My birthday always feels like my own personal New Year's Day holiday - a day for me to think about the outgoing year, the upcoming year, my hopes/dream/wishes and design/dream/plan a pathway through it all. I decided to get a reading with Margaret Ruth for my birthday (again) to assist in this processing. MR assisted me with a traditional tarot card reading, asking my guides/angels/committee about what I needed to do for what comes next in my life. And the answer was, RELAX. Chill. Enjoy. Be happy. How awesome of an answer is that?! Seems this answer is also something I've been exploring for awhile (see here and here) and I like getting reinforcement from my spiritual helpers.

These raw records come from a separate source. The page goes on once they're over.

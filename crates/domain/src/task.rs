use std::str::FromStr;

use serde::{Deserialize, Serialize};
use tessera_core::{AppError, AppResult, CallerIdentity, CompanyId, NonEmptyString, Timestamp};

use crate::TaskId;

/// Progress state of a task. Any transition between states is accepted.
#[derive(Debug, Clone, Copy, PartialEq, Eq, Hash, Serialize, Deserialize)]
#[serde(rename_all = "snake_case")]
pub enum TaskStatus {
    /// Not started.
    Pending,
    /// Being worked on.
    InProgress,
    /// Done.
    Completed,
}

impl TaskStatus {
    /// Returns a stable storage value for this status.
    #[must_use]
    pub fn as_str(&self) -> &'static str {
        match self {
            Self::Pending => "pending",
            Self::InProgress => "in_progress",
            Self::Completed => "completed",
        }
    }

    /// Returns all statuses in workflow order.
    #[must_use]
    pub fn all() -> &'static [Self] {
        &[Self::Pending, Self::InProgress, Self::Completed]
    }
}

impl FromStr for TaskStatus {
    type Err = AppError;

    fn from_str(value: &str) -> Result<Self, Self::Err> {
        match value {
            "pending" => Ok(Self::Pending),
            "in_progress" => Ok(Self::InProgress),
            "completed" => Ok(Self::Completed),
            _ => Err(AppError::Validation(format!("unknown task status '{value}'"))),
        }
    }
}

/// Input for a new task.
#[derive(Debug, Clone, PartialEq, Eq)]
pub struct TaskDraft {
    /// Caller-chosen id, unique within the company.
    pub id: TaskId,
    /// Owning company.
    pub company_id: CompanyId,
    /// Work description.
    pub description: NonEmptyString,
    /// Priority, higher is more urgent.
    pub priority: u32,
    /// Member the task is assigned to.
    pub assignee: CallerIdentity,
    /// Member that created the task.
    pub created_by: CallerIdentity,
    /// Planned start.
    pub starts_at: Timestamp,
    /// Planned end.
    pub ends_at: Timestamp,
    /// Initial status.
    pub status: TaskStatus,
}

/// Company-scoped unit of work.
#[derive(Debug, Clone, PartialEq, Eq, Serialize, Deserialize)]
pub struct Task {
    id: TaskId,
    company_id: CompanyId,
    description: NonEmptyString,
    priority: u32,
    assignee: CallerIdentity,
    created_by: CallerIdentity,
    starts_at: Timestamp,
    ends_at: Timestamp,
    status: TaskStatus,
}

impl Task {
    /// Creates a task after checking its schedule.
    pub fn new(draft: TaskDraft) -> AppResult<Self> {
        validate_schedule(draft.starts_at, draft.ends_at)?;

        Ok(Self {
            id: draft.id,
            company_id: draft.company_id,
            description: draft.description,
            priority: draft.priority,
            assignee: draft.assignee,
            created_by: draft.created_by,
            starts_at: draft.starts_at,
            ends_at: draft.ends_at,
            status: draft.status,
        })
    }

    /// Returns the task id.
    #[must_use]
    pub fn id(&self) -> &TaskId {
        &self.id
    }

    /// Returns the owning company.
    #[must_use]
    pub fn company_id(&self) -> &CompanyId {
        &self.company_id
    }

    /// Returns the description.
    #[must_use]
    pub fn description(&self) -> &NonEmptyString {
        &self.description
    }

    /// Returns the priority.
    #[must_use]
    pub fn priority(&self) -> u32 {
        self.priority
    }

    /// Returns the assignee identity.
    #[must_use]
    pub fn assignee(&self) -> &CallerIdentity {
        &self.assignee
    }

    /// Returns the creator identity.
    #[must_use]
    pub fn created_by(&self) -> &CallerIdentity {
        &self.created_by
    }

    /// Returns the planned start.
    #[must_use]
    pub fn starts_at(&self) -> Timestamp {
        self.starts_at
    }

    /// Returns the planned end.
    #[must_use]
    pub fn ends_at(&self) -> Timestamp {
        self.ends_at
    }

    /// Returns the status.
    #[must_use]
    pub fn status(&self) -> TaskStatus {
        self.status
    }

    /// Applies an edit of the mutable fields.
    pub fn update(&mut self, description: NonEmptyString, priority: u32, status: TaskStatus) {
        self.description = description;
        self.priority = priority;
        self.status = status;
    }
}

fn validate_schedule(starts_at: Timestamp, ends_at: Timestamp) -> AppResult<()> {
    if starts_at > ends_at {
        return Err(AppError::Validation(
            "task end must not be before its start".to_owned(),
        ));
    }

    Ok(())
}
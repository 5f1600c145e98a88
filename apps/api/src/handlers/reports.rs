use axum::Json;
use axum::extract::{Extension, Path, State};
use tessera_core::CallerIdentity;

use crate::dto::ReportResponse;
use crate::error::ApiResult;
use crate::state::AppState;

pub async fn report_handler(
    State(state): State<AppState>,
    Extension(caller): Extension<CallerIdentity>,
    Path(report_type): Path<String>,
) -> ApiResult<Json<ReportResponse>> {
    let report = state
        .report_service
        .report(&caller, report_type.as_str())
        .await?;

    Ok(Json(ReportResponse::from(report)))
}
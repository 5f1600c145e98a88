use serde::Serialize;
use ts_rs::TS;

/// API error payload.
#[derive(Debug, Clone, PartialEq, Eq, Serialize, TS)]
#[ts(
    export,
    export_to = "../../../packages/api-types/src/generated/error-response.ts"
)]
pub struct ErrorResponse {
    kind: String,
    message: String,
}

impl ErrorResponse {
    pub(super) fn new(kind: &str, message: String) -> Self {
        Self {
            kind: kind.to_owned(),
            message,
        }
    }

    #[cfg(test)]
    pub(super) fn kind(&self) -> &str {
        &self.kind
    }

    #[cfg(test)]
    pub(super) fn message(&self) -> &str {
        &self.message
    }
}
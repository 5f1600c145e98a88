//! Domain entities and invariants.

#![forbid(unsafe_code)]

mod announcement;
mod company;
mod ids;
mod invite;
mod report;
mod security;
mod task;
mod user;

pub use announcement::Announcement;
pub use company::Company;
pub use ids::{AnnouncementId, PersonnelId, TaskId};
pub use invite::{InviteCode, InviteCodeHash, InviteGrant, InviteState, InviteStatus};
pub use report::{
    AuthorizedPerformanceEntry, AuthorizedPerformanceReport, PersonnelActivityReport, Report,
    ReportKind, TaskCompletionReport,
};
pub use security::{AuditAction, Capability, CapabilitySet};
pub use task::{Task, TaskDraft, TaskStatus};
pub use user::{CompanyRole, Member, Personnel, SystemRole, UserProfile};
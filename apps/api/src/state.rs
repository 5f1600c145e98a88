use axum::http::HeaderName;
use tessera_application::{
    AnnouncementService, CompanyService, InviteCodeService, PersonnelService, ProfileService,
    ReportService, SystemRoleService, TaskService, TenancyServices,
};

/// Shared application state.
#[derive(Clone)]
pub struct AppState {
    pub company_service: CompanyService,
    pub profile_service: ProfileService,
    pub system_role_service: SystemRoleService,
    pub invite_code_service: InviteCodeService,
    pub personnel_service: PersonnelService,
    pub task_service: TaskService,
    pub announcement_service: AnnouncementService,
    pub report_service: ReportService,
    pub identity_header: HeaderName,
    pub store_backend: &'static str,
}

impl AppState {
    pub fn new(
        services: TenancyServices,
        identity_header: HeaderName,
        store_backend: &'static str,
    ) -> Self {
        Self {
            company_service: services.companies,
            profile_service: services.profiles,
            system_role_service: services.system_roles,
            invite_code_service: services.invites,
            personnel_service: services.personnel,
            task_service: services.tasks,
            announcement_service: services.announcements,
            report_service: services.reports,
            identity_header,
            store_backend,
        }
    }
}
use std::fmt::Write;

use sha2::{Digest, Sha256};
use tessera_core::{AppError, AppResult};
use tessera_domain::InviteCodeHash;

/// Generates a random invite code and its stored digest.
///
/// Returns `(raw_code_hex, digest)`.
pub(super) fn generate_code() -> AppResult<(String, InviteCodeHash)> {
    let mut bytes = [0u8; 32];
    getrandom::fill(&mut bytes)
        .map_err(|error| AppError::Internal(format!("failed to generate invite code: {error}")))?;

    let raw_code = to_hex(&bytes);
    let digest = hash_code(&raw_code)?;
    Ok((raw_code, digest))
}

/// Computes the SHA-256 digest of a presented code.
pub(super) fn hash_code(raw_code: &str) -> AppResult<InviteCodeHash> {
    let mut hasher = Sha256::new();
    hasher.update(raw_code.as_bytes());
    InviteCodeHash::new(to_hex(&hasher.finalize()))
}

fn to_hex(bytes: &[u8]) -> String {
    bytes
        .iter()
        .fold(String::with_capacity(bytes.len() * 2), |mut acc, byte| {
            let _ = write!(acc, "{byte:02x}");
            acc
        })
}
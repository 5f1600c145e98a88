use serde::{Deserialize, Serialize};
use tessera_core::{CallerIdentity, CompanyId, NonEmptyString, Timestamp};

use crate::{AnnouncementId, CompanyRole};

/// Company-wide notice, optionally addressed to one role.
#[derive(Debug, Clone, PartialEq, Eq, Serialize, Deserialize)]
pub struct Announcement {
    /// Caller-chosen id, unique within the company.
    pub id: AnnouncementId,
    /// Owning company.
    pub company_id: CompanyId,
    /// Message body.
    pub content: NonEmptyString,
    /// Audience filter; `None` addresses every role.
    pub target_role: Option<CompanyRole>,
    /// Publication time.
    pub created_at: Timestamp,
    /// Publishing member.
    pub created_by: CallerIdentity,
}

impl Announcement {
    /// Returns whether a member holding `role` is part of the audience.
    ///
    /// Owners see every announcement of their company.
    #[must_use]
    pub fn is_visible_to(&self, role: CompanyRole) -> bool {
        role == CompanyRole::Owner || self.target_role.is_none_or(|target| target == role)
    }
}

#[cfg(test)]
mod tests {
    use tessera_core::{CallerIdentity, CompanyId, NonEmptyString, Timestamp};

    use super::Announcement;
    use crate::{AnnouncementId, CompanyRole};

    fn announcement(target_role: Option<CompanyRole>) -> Announcement {
        Announcement {
            id: AnnouncementId::new("a1").unwrap_or_else(|_| unreachable!()),
            company_id: CompanyId::new("acme").unwrap_or_else(|_| unreachable!()),
            content: NonEmptyString::new("Office closed").unwrap_or_else(|_| unreachable!()),
            target_role,
            created_at: Timestamp::from_nanos(0),
            created_by: CallerIdentity::new("alice").unwrap_or_else(|_| unreachable!()),
        }
    }

    #[test]
    fn untargeted_announcements_reach_everyone() {
        let notice = announcement(None);
        for role in CompanyRole::all() {
            assert!(notice.is_visible_to(*role));
        }
    }

    #[test]
    fn owner_targeted_announcement_is_hidden_from_managers() {
        let notice = announcement(Some(CompanyRole::Owner));
        assert!(!notice.is_visible_to(CompanyRole::Manager));
        assert!(notice.is_visible_to(CompanyRole::Owner));

        let for_staff = announcement(Some(CompanyRole::Employee));
        assert!(for_staff.is_visible_to(CompanyRole::Owner));
        assert!(!for_staff.is_visible_to(CompanyRole::Manager));
    }
}
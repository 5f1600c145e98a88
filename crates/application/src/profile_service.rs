use std::sync::Arc;

use tessera_core::{AppError, AppResult, CallerIdentity, NonEmptyString};
use tessera_domain::{
    AuditAction, Capability, CapabilitySet, Company, CompanyRole, Member, PersonnelId, UserProfile,
};

use crate::{
    AuditEvent, AuthorizationGate, AuditRepository, CompanyRepository, MemberRepository,
    WriteSerializer,
};

/// Application service resolving identities to company profiles.
#[derive(Clone)]
pub struct ProfileService {
    companies: Arc<dyn CompanyRepository>,
    members: Arc<dyn MemberRepository>,
    audit: Arc<dyn AuditRepository>,
    gate: AuthorizationGate,
    serializer: WriteSerializer,
}

impl ProfileService {
    /// Creates a profile service.
    #[must_use]
    pub fn new(
        companies: Arc<dyn CompanyRepository>,
        members: Arc<dyn MemberRepository>,
        audit: Arc<dyn AuditRepository>,
        gate: AuthorizationGate,
        serializer: WriteSerializer,
    ) -> Self {
        Self {
            companies,
            members,
            audit,
            gate,
            serializer,
        }
    }

    /// Returns the caller's own profile, if one exists.
    pub async fn caller_profile(&self, caller: &CallerIdentity) -> AppResult<Option<UserProfile>> {
        Ok(self
            .members
            .find_member(caller)
            .await?
            .map(|member| member.profile()))
    }

    /// Saves the caller's profile.
    ///
    /// Without an existing profile this is the owner bootstrap of a company
    /// the caller registered. With one, only the display name may change.
    pub async fn save_caller_profile(
        &self,
        caller: &CallerIdentity,
        profile: UserProfile,
    ) -> AppResult<UserProfile> {
        let _guard = self.serializer.acquire().await;

        match self.members.find_member(caller).await? {
            Some(member) => self.rename_profile(caller, member, profile).await,
            None => {
                if profile.role != CompanyRole::Owner
                    || profile.permissions != CapabilitySet::all()
                    || !profile.active
                {
                    return Err(AppError::Unauthorized(
                        "a first profile may only bootstrap the company owner".to_owned(),
                    ));
                }

                let company = self
                    .companies
                    .find_company(&profile.company_id)
                    .await?
                    .ok_or_else(|| AppError::NotFound("company not found".to_owned()))?;

                let member = bootstrap_owner(
                    self.members.as_ref(),
                    self.audit.as_ref(),
                    caller,
                    &company,
                    profile.name,
                )
                .await?;
                Ok(member.profile())
            }
        }
    }

    /// Returns the profile bound to `identity`.
    ///
    /// Callers may always read their own profile; reading another member's
    /// profile requires `personnel.view` in the same company.
    pub async fn profile_for(
        &self,
        caller: &CallerIdentity,
        identity: &CallerIdentity,
    ) -> AppResult<UserProfile> {
        if caller == identity {
            return self
                .caller_profile(caller)
                .await?
                .ok_or_else(|| AppError::NotFound("profile not found".to_owned()));
        }

        let context = self
            .gate
            .authorize_own_company(caller, Capability::PersonnelView)
            .await?;
        let member = self
            .members
            .find_member(identity)
            .await?
            .ok_or_else(|| AppError::NotFound("profile not found".to_owned()))?;
        context.ensure_same_company(member.company_id())?;

        Ok(member.profile())
    }

    async fn rename_profile(
        &self,
        caller: &CallerIdentity,
        mut member: Member,
        profile: UserProfile,
    ) -> AppResult<UserProfile> {
        if !member.is_active() {
            return Err(AppError::Inactive("caller profile is deactivated".to_owned()));
        }

        let current = member.profile();
        if profile.company_id != current.company_id
            || profile.role != current.role
            || profile.permissions != current.permissions
            || profile.active != current.active
        {
            return Err(AppError::Unauthorized(
                "profile self-edits may only change the display name".to_owned(),
            ));
        }

        if profile.name == current.name {
            return Ok(current);
        }

        member.rename(profile.name);
        self.members.update_member(member.clone()).await?;
        self.audit
            .append_event(AuditEvent {
                company_id: Some(member.company_id().clone()),
                subject: caller.clone(),
                action: AuditAction::ProfileRenamed,
                resource_type: "profile".to_owned(),
                resource_id: caller.to_string(),
                detail: Some(member.name().to_string()),
            })
            .await?;

        Ok(member.profile())
    }
}

/// Creates the owner member of a freshly registered company.
///
/// Must run under the write serializer.
pub(crate) async fn bootstrap_owner(
    members: &dyn MemberRepository,
    audit: &dyn AuditRepository,
    caller: &CallerIdentity,
    company: &Company,
    name: NonEmptyString,
) -> AppResult<Member> {
    if !company.was_registered_by(caller) {
        return Err(AppError::Unauthorized(
            "only the registering identity may become the company owner".to_owned(),
        ));
    }

    if !members.list_members(&company.company_id).await?.is_empty() {
        return Err(AppError::Duplicate(format!(
            "company '{}' already has an owner",
            company.company_id
        )));
    }

    let personnel_id = PersonnelId::generate();
    let member = Member::new(
        caller.clone(),
        company.company_id.clone(),
        name,
        CompanyRole::Owner,
    )
    .with_personnel_id(personnel_id.clone());
    members.insert_member(member.clone()).await?;

    audit
        .append_event(AuditEvent {
            company_id: Some(company.company_id.clone()),
            subject: caller.clone(),
            action: AuditAction::CompanyOwnerBootstrapped,
            resource_type: "personnel".to_owned(),
            resource_id: personnel_id.to_string(),
            detail: Some(member.name().to_string()),
        })
        .await?;

    Ok(member)
}
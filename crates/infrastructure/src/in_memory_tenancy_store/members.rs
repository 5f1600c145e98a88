use async_trait::async_trait;
use tessera_application::MemberRepository;
use tessera_core::{AppError, AppResult, CallerIdentity, CompanyId};
use tessera_domain::{Member, PersonnelId};

use super::{InMemoryTenancyStore, TenancyState};

impl TenancyState {
    fn personnel_taken(&self, member: &Member) -> bool {
        let Some(personnel_id) = member.personnel_id() else {
            return false;
        };

        self.members.values().any(|stored| {
            stored.identity() != member.identity()
                && stored.company_id() == member.company_id()
                && stored.personnel_id() == Some(personnel_id)
        })
    }

    pub(super) fn insert_member_checked(&mut self, member: Member) -> AppResult<()> {
        if self.members.contains_key(member.identity()) {
            return Err(AppError::Duplicate(
                "identity already has a profile".to_owned(),
            ));
        }

        if self.personnel_taken(&member) {
            return Err(AppError::Duplicate(
                "personnel id already exists in company".to_owned(),
            ));
        }

        self.members.insert(member.identity().clone(), member);
        Ok(())
    }
}

#[async_trait]
impl MemberRepository for InMemoryTenancyStore {
    async fn find_member(&self, identity: &CallerIdentity) -> AppResult<Option<Member>> {
        Ok(self.state.read().await.members.get(identity).cloned())
    }

    async fn find_member_by_personnel_id(
        &self,
        company_id: &CompanyId,
        personnel_id: &PersonnelId,
    ) -> AppResult<Option<Member>> {
        Ok(self
            .state
            .read()
            .await
            .members
            .values()
            .find(|member| {
                member.company_id() == company_id && member.personnel_id() == Some(personnel_id)
            })
            .cloned())
    }

    async fn insert_member(&self, member: Member) -> AppResult<()> {
        self.state.write().await.insert_member_checked(member)
    }

    async fn update_member(&self, member: Member) -> AppResult<()> {
        let mut state = self.state.write().await;
        let Some(stored) = state.members.get(member.identity()) else {
            return Err(AppError::NotFound("member not found".to_owned()));
        };

        if stored.company_id() != member.company_id() {
            return Err(AppError::Validation(
                "a member's company cannot change".to_owned(),
            ));
        }

        if state.personnel_taken(&member) {
            return Err(AppError::Duplicate(
                "personnel id already exists in company".to_owned(),
            ));
        }

        state.members.insert(member.identity().clone(), member);
        Ok(())
    }

    async fn list_members(&self, company_id: &CompanyId) -> AppResult<Vec<Member>> {
        let state = self.state.read().await;
        let mut members: Vec<Member> = state
            .members
            .values()
            .filter(|member| member.company_id() == company_id)
            .cloned()
            .collect();
        members.sort_by(|left, right| left.identity().cmp(right.identity()));
        Ok(members)
    }
}
use std::sync::Arc;

use tessera_core::{AppError, AppResult, CallerIdentity, CompanyId, NonEmptyString};
use tessera_domain::{AuditAction, Company, UserProfile};

use crate::profile_service::bootstrap_owner;
use crate::{
    AuditEvent, AuditRepository, Clock, CompanyRepository, MemberRepository, WriteSerializer,
};

/// Application service for tenant registration.
#[derive(Clone)]
pub struct CompanyService {
    companies: Arc<dyn CompanyRepository>,
    members: Arc<dyn MemberRepository>,
    audit: Arc<dyn AuditRepository>,
    clock: Arc<dyn Clock>,
    serializer: WriteSerializer,
}

impl CompanyService {
    /// Creates a company service.
    #[must_use]
    pub fn new(
        companies: Arc<dyn CompanyRepository>,
        members: Arc<dyn MemberRepository>,
        audit: Arc<dyn AuditRepository>,
        clock: Arc<dyn Clock>,
        serializer: WriteSerializer,
    ) -> Self {
        Self {
            companies,
            members,
            audit,
            clock,
            serializer,
        }
    }

    /// Registers a new company on behalf of a caller without a profile.
    pub async fn register_company(
        &self,
        caller: &CallerIdentity,
        company_id: &str,
        name: &str,
    ) -> AppResult<Company> {
        let company_id = CompanyId::new(company_id)?;
        let name = NonEmptyString::new(name.trim())?;

        let _guard = self.serializer.acquire().await;
        self.register_locked(caller, company_id, name).await
    }

    /// Registers a company and bootstraps the caller as its owner in one step.
    pub async fn register_company_with_owner(
        &self,
        caller: &CallerIdentity,
        company_id: &str,
        name: &str,
        owner_name: &str,
    ) -> AppResult<(Company, UserProfile)> {
        let company_id = CompanyId::new(company_id)?;
        let name = NonEmptyString::new(name.trim())?;
        let owner_name = NonEmptyString::new(owner_name.trim())?;

        let _guard = self.serializer.acquire().await;
        let company = self.register_locked(caller, company_id, name).await?;
        let owner = bootstrap_owner(
            self.members.as_ref(),
            self.audit.as_ref(),
            caller,
            &company,
            owner_name,
        )
        .await?;

        Ok((company, owner.profile()))
    }

    /// Returns whether a company id is registered. Malformed ids are never registered.
    pub async fn company_exists(&self, company_id: &str) -> AppResult<bool> {
        let Ok(company_id) = CompanyId::new(company_id) else {
            return Ok(false);
        };

        Ok(self.companies.find_company(&company_id).await?.is_some())
    }

    /// Finds a registered company.
    pub async fn find_company(&self, company_id: &str) -> AppResult<Option<Company>> {
        let Ok(company_id) = CompanyId::new(company_id) else {
            return Ok(None);
        };

        self.companies.find_company(&company_id).await
    }

    async fn register_locked(
        &self,
        caller: &CallerIdentity,
        company_id: CompanyId,
        name: NonEmptyString,
    ) -> AppResult<Company> {
        if self.members.find_member(caller).await?.is_some() {
            return Err(AppError::Duplicate(
                "caller already belongs to a company".to_owned(),
            ));
        }

        if let Some(pending) = self.companies.find_company_registered_by(caller).await? {
            return Err(AppError::Duplicate(format!(
                "caller already registered company '{}'",
                pending.company_id
            )));
        }

        if self.companies.find_company(&company_id).await?.is_some() {
            return Err(AppError::Duplicate(format!(
                "company '{company_id}' already exists"
            )));
        }

        let company = Company::new(company_id, name, caller.clone(), self.clock.now());
        self.companies.create_company(company.clone()).await?;

        self.audit
            .append_event(AuditEvent {
                company_id: Some(company.company_id.clone()),
                subject: caller.clone(),
                action: AuditAction::CompanyRegistered,
                resource_type: "company".to_owned(),
                resource_id: company.company_id.to_string(),
                detail: Some(company.name.to_string()),
            })
            .await?;

        Ok(company)
    }
}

MR mentioned that my guides said I was blocking their answers. That feels true to me - I have a tendency to resist relaxation. However, I have found that when I try to force myself to do stuff, my body will resist me by getting sick or exhausted. I when I try to force myself to relax when there's real work to be done, my body will resist me by going into anxiety overload. When I do what is needful (i.e. don't resist doing things when things really do need doing, don't resist resting when resting is needed) and keep breathing through it all, my life works and I don't get sick all the time. (Ever so not-surprisingly, the guides also mentioned that if I would keep with the relax motto my health would improve.) So, there you have it: The Plan for the Year - Relax. Which leads me to my next topic . . .
I am not particularly skilled at relaxing. As I mentioned above, I have this habit of worrying my way through rest so that my "resting" time isn't actually restful. I've been learning for the past year various ways to actually engage the relaxation response and turn off my brain when I'm relaxing. Sometimes, if thoughts keep interrupting my rest, I just have to get up and do whatever is bugging me, and then I can relax. Other time, I have to just accept the worrying as a part of my brain without clicking into that frantic-worry-space in my head. I've also realized that I have to make space for relaxing - mark that I am moving from "productive" space to "creative" space, if you will. Which leads me to my next topic . . .
So the transitional inch worm is a little wind-up toy I got at the Discovery Gateway store. Whenever I've feeling like I'm stuck in a place and need some help inching out of it, I wind it up. She then scoots along the table merrily, helping me release my attachment to the task that is done already, and onto whatever needs attention next. Havi inspired this idea.
- Looking for a particular book discussed on 3 Quarks Daily I found a new book to be published by OSC, Pathfinder. At first glance, it looks like the kind of book I like to read by Mr. Card - realistic people with magical abilities attempting to make their way through a charged moral universe. What a nice little bit of accidental findings.
- Going on a gentle, ride-around-the-park-twice, bike ride with the kids was sweet and wonderful. The best part was just doing it instead of putting it off, putting it off, then it starts raining and not doing it.